___ MATERIAL TO PROCESS

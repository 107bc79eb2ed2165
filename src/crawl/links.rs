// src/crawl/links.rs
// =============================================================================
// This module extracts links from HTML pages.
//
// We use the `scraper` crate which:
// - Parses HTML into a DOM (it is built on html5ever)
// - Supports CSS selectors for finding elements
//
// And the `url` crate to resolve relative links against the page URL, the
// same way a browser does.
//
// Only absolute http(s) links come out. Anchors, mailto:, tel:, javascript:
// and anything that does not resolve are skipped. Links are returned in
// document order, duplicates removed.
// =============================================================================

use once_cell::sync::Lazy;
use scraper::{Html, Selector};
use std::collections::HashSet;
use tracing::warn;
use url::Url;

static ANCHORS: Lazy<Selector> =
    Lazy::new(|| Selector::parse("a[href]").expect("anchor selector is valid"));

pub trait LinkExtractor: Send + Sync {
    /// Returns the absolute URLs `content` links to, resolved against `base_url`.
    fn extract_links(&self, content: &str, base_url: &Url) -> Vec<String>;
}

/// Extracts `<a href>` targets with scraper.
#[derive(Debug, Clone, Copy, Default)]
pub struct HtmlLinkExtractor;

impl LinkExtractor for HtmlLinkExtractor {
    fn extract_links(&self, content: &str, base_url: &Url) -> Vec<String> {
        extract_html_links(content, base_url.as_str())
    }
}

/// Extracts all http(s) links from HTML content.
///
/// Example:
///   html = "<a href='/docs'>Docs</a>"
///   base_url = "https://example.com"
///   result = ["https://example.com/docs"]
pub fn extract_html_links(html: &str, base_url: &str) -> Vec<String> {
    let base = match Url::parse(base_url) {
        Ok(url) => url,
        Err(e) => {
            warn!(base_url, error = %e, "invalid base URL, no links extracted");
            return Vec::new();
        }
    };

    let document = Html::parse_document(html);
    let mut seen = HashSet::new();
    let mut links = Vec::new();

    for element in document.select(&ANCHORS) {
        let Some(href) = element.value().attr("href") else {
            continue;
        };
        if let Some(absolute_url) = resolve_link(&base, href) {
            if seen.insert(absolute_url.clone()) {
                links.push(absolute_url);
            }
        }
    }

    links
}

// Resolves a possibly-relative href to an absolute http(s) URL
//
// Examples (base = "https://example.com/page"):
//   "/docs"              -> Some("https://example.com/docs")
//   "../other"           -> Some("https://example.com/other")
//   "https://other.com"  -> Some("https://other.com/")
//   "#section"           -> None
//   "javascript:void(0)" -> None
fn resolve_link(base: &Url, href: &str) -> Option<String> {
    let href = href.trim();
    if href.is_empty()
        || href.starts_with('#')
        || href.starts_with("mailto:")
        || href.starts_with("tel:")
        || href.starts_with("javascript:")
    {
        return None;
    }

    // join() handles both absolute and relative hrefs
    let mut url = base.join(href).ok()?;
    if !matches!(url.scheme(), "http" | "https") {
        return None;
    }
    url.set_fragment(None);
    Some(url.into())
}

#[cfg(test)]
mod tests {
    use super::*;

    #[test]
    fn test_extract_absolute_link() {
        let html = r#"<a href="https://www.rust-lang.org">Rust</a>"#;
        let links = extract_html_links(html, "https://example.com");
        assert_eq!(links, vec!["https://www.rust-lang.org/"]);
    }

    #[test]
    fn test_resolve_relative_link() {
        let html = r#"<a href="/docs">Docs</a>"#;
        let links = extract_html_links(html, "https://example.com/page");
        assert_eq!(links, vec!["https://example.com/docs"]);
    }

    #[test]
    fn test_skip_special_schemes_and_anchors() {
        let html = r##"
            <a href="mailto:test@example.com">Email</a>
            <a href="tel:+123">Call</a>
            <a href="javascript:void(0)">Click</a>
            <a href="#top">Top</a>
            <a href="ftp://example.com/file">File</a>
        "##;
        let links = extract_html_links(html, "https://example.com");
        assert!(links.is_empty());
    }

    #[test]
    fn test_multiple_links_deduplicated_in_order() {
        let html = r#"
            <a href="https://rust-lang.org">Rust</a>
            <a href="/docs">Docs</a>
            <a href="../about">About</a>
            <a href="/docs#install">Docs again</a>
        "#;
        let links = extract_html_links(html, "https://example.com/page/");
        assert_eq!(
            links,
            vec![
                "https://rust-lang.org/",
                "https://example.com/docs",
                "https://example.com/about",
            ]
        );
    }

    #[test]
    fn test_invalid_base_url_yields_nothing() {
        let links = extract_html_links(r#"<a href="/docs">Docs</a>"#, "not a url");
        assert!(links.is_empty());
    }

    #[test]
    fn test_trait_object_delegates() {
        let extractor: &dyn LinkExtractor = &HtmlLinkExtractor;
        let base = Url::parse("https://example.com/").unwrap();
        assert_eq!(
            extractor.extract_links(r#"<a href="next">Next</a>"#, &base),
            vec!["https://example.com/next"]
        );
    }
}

______
___ MATERIAL TO PROCESS

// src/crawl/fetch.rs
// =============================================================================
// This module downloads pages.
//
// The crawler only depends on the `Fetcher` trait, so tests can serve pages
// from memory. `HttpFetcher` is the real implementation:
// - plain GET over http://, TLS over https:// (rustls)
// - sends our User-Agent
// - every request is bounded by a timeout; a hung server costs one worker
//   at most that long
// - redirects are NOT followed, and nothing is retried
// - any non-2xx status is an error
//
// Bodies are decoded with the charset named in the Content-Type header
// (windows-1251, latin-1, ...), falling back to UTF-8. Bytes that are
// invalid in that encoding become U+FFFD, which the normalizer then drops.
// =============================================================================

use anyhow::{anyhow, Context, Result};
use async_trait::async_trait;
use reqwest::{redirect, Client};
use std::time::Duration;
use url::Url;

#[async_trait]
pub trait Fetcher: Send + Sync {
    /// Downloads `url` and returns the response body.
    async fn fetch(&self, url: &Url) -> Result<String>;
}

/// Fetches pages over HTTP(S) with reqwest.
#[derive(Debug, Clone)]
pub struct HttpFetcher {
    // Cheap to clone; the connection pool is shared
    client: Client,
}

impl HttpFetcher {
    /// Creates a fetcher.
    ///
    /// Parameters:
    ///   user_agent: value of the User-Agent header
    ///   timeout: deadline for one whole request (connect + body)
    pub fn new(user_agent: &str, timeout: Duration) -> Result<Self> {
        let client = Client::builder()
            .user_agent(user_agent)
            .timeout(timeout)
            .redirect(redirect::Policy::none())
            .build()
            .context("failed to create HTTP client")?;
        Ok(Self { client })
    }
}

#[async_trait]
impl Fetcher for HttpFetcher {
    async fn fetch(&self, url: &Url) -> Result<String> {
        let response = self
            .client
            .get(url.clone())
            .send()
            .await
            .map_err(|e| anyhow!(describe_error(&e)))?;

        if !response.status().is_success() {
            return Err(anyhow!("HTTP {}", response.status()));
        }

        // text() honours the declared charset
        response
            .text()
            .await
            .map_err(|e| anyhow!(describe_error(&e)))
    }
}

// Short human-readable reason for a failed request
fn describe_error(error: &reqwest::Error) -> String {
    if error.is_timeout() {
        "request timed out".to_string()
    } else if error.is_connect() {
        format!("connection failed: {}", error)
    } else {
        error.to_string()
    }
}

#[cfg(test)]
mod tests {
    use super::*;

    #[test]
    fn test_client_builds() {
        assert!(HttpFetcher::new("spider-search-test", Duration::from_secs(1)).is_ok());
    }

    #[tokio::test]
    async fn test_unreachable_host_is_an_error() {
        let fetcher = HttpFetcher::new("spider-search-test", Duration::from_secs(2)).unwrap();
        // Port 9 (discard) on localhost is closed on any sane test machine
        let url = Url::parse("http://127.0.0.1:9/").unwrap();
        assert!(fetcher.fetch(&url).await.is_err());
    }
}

______

** WHAT TO PRODUCE **
Using the data above, extract exactly the lines from the one that holds "for finding elements" to the one that holds "Only absolute http(s)", both ends included, and no others.

** SOLUTION **
// - Supports CSS selectors for finding elements
//
// And the `url` crate to resolve relative links against the page URL, the
// same way a browser does.
//
// Only absolute http(s) links come out. Anchors, mailto:, tel:, javascript:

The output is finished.